Theorem 7.13 (Density Hales-Jewett, Polymath1, 2012). For every \(k \ge 1\) and every \(\delta > 0\), there exists \(N = DHJ(k, \delta)\) such that for all \(n \ge N\), every subset of \([k]^n\) of density at least \(\delta\) contains a combinatorial line.

Remark 7.14. The density Hales-Jewett theorem is strictly stronger than Szemerédi's theorem and cannot be proved by the regularity method or by ergodic theory alone (the ergodic proof was obtained later by Austin, 2010). The Polymath proof uses a density increment argument in the high-dimensional combinatorial setting, with the key innovation being an ingenious "correlation" argument that exploits the structure of the combinatorial cube \([k]^n\). The project was initiated by Timothy Gowers in 2009 on his blog, and the paper lists "D.H.J. Polymath" as the author.

7.9 Connections to Ergodic Theory and Model Theory

The interplay between additive combinatorics and other areas of mathematics has been one of the most productive themes in modern mathematics.

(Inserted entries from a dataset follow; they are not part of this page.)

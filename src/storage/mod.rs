pub mod dynamodb;
pub mod models;

use anyhow::Result;
use async_trait::async_trait;

pub use dynamodb::DynamoStore;
pub use models::{raw_entity_id, ItemMap, PreferenceItem, RecordError};

/// One page of raw records. `last_key` is `None` when the source is exhausted;
/// otherwise it is the cursor for the next page.
#[derive(Debug, Clone, Default)]
pub struct Page {
    pub items: Vec<ItemMap>,
    pub last_key: Option<ItemMap>,
}

/// Paged access to the preference record set. The migration core only sees
/// this trait, never the concrete store.
#[cfg_attr(test, mockall::automock)]
#[async_trait]
pub trait PreferenceStore: Send + Sync {
    /// Full-table scan filtered to records carrying the category attribute.
    async fn scan_page(&self, exclusive_start_key: Option<ItemMap>) -> Result<Page>;

    /// Same filter, restricted to one subject's partition.
    async fn query_page(
        &self,
        subject_id: &str,
        exclusive_start_key: Option<ItemMap>,
    ) -> Result<Page>;

    /// Write a batch of records. Any reported failure means the caller must
    /// assume none of the batch's writes are confirmed.
    async fn batch_write(&self, items: &[PreferenceItem]) -> Result<()>;
}
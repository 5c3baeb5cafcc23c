pub mod admin;
pub mod migration;

pub use admin::admin_router;
pub use migration::{migration_router, MigrationState};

Ergodic theory. The Furstenberg correspondence principle (Theorem 7.3) established a deep connection between combinatorial results about the integers and recurrence properties of measure-preserving systems. This connection has been vastly generalized:

The Bergelson-Leibman theorem (1996) proves a polynomial extension of Szemerédi’s theorem: dense sets contain polynomial progressions \(a, a + p_1(d), a + p_2(d), \ldots\) for any polynomials \(p_i\) with \(p_i(0) = 0\).
Host and Kra (2005) developed the theory of “characteristic factors” and “nilpotent systems” that underlie the convergence of multiple ergodic averages.
Austin (2015) proved the convergence of multiple ergodic averages for commuting transformations.

Model theory and ultraproducts. In recent years, model-theoretic methods — particularly the use of ultraproducts and nonstandard analysis — have provided new proofs and perspectives on results in additive combinatorics. The “nonstandard” proof of Szemerédi’s regularity lemma and the use of ultralimits in the Green-Tao transference principle are notable examples.

Remark 7.15. The field of additive combinatorics continues to evolve rapidly. The polynomial Freiman-Ruzsa theorem (Gowers-Green-Manners-Tao, 2023), the Kelley-Meka breakthrough on Roth's theorem (2023), and ongoing work on higher-order Fourier analysis and ergodic combinatorics are reshaping our understanding of additive structure. The interplay between combinatorics, number theory, harmonic analysis, ergodic theory, and algebraic geometry promises many further breakthroughs.

These notes provide an introduction to the major themes of additive combinatorics. The subject is vast and rapidly developing, and the reader is encouraged to consult the references listed at the top of these notes for complete proofs and further developments.